We also limited the scope of assessment to primary metrics measuring Twitter volume within each of our five MSA regions, as well as assessments of quality related to estimates of incidence and frequency for topics related to the COVID-19 pandemic. Similar to other studies that have limited the scope of topics, such as Kim et al. [13], the results here may differ if different topics were considered. We do note however, that our topics, although germane at the time we began this study, represented less than 8% of the overall content on twitter during the field period for any one of our MSAs based on information from our TFV. For topics that are more common or more varied, we might expect more differentiation across the methods since the underlying incidences will not all hover close to zero, for example. It seems reasonable that comparisons of the methods employed in our experiment may be comparable for other topics, but this assertion needs further work to corroborate.
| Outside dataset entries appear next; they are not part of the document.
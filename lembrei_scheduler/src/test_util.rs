use std::sync::{Arc, Mutex};

use async_trait::async_trait;
use chrono::{DateTime, TimeDelta, Utc};
use lembrei_models::alarm::AlertType;
use tokio::time::Instant;

use crate::{AlarmNotifier, Clock};

/// Wall clock that follows tokio's clock, so paused-time tests can move it.
pub struct TokioClock {
    origin_wall: DateTime<Utc>,
    origin: Instant,
}

impl TokioClock {
    pub fn starting_at(origin_wall: DateTime<Utc>) -> Self {
        Self {
            origin_wall,
            origin: Instant::now(),
        }
    }
}

impl Clock for TokioClock {
    fn now(&self) -> DateTime<Utc> {
        let elapsed = TimeDelta::from_std(self.origin.elapsed()).unwrap_or(TimeDelta::MAX);
        self.origin_wall + elapsed
    }
}

#[derive(Debug, Clone, Copy, PartialEq, Eq)]
pub enum NotifierCall {
    Schedule(DateTime<Utc>, AlertType),
    Cancel,
}

#[derive(Default, Clone)]
pub struct RecordingNotifier {
    calls: Arc<Mutex<Vec<NotifierCall>>>,
}

impl RecordingNotifier {
    pub fn new() -> Self {
        Self::default()
    }

    pub fn calls(&self) -> Vec<NotifierCall> {
        self.calls.lock().unwrap().clone()
    }
}

#[async_trait]
impl AlarmNotifier for RecordingNotifier {
    async fn schedule_notification(
        &self,
        at: DateTime<Utc>,
        alert_type: AlertType,
    ) -> anyhow::Result<()> {
        self.calls
            .lock()
            .unwrap()
            .push(NotifierCall::Schedule(at, alert_type));
        Ok(())
    }

    async fn cancel_notification(&self) -> anyhow::Result<()> {
        self.calls.lock().unwrap().push(NotifierCall::Cancel);
        Ok(())
    }
}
Finally at the time of the writing of this article Twitter announced the release of the TSAPI, version 2.0 which allows academic researchers full access to the historical Twittersphere and greater limits on queries (e.g. from a max of 100 to 500). The VBEST algorithm is forward compatible with the new TSAPI but there are some changes in the parameters for the new version that may make geographic filtering at the time a query is submitted more complex. While one might imagine there is no need to consider a method for sampling Tweets in light of greater access to the full historical corpus of Tweets for academic researchers, this is far from reality. While there is now access to a much larger and unrestricted historical corpus of Tweets, there is also a reduction in the number of total queries a researcher has per day. So, gaining insights from this much larger corpus given more limited queries seems to imply that now more than ever is work needed to sample Twitter content more efficiently. The VBEST-SYS and VBEST-SRS samples have demonstrated a tendency for lower biases and more consistent measures of topic frequency and total estimates and comparable estimates of incidence than other sampling methods we examined. In fact, for frequency and total Tweet population estimates the VBEST methods showed greater efficiency than any other method by producing smaller biases using a smaller number of queries. As studies seek to compare Twitter content across areas and domains within a rate limited infrastructure of the Twitter APIs, it is paramount to have sampling methods that can efficiently retrieve representative samples while remaining conscious of a fixed “budget” of queries. VBEST is certainly a step in this direction, and we look forward to seeing more studies that can leverage the power of probability sampling methods within the social media context.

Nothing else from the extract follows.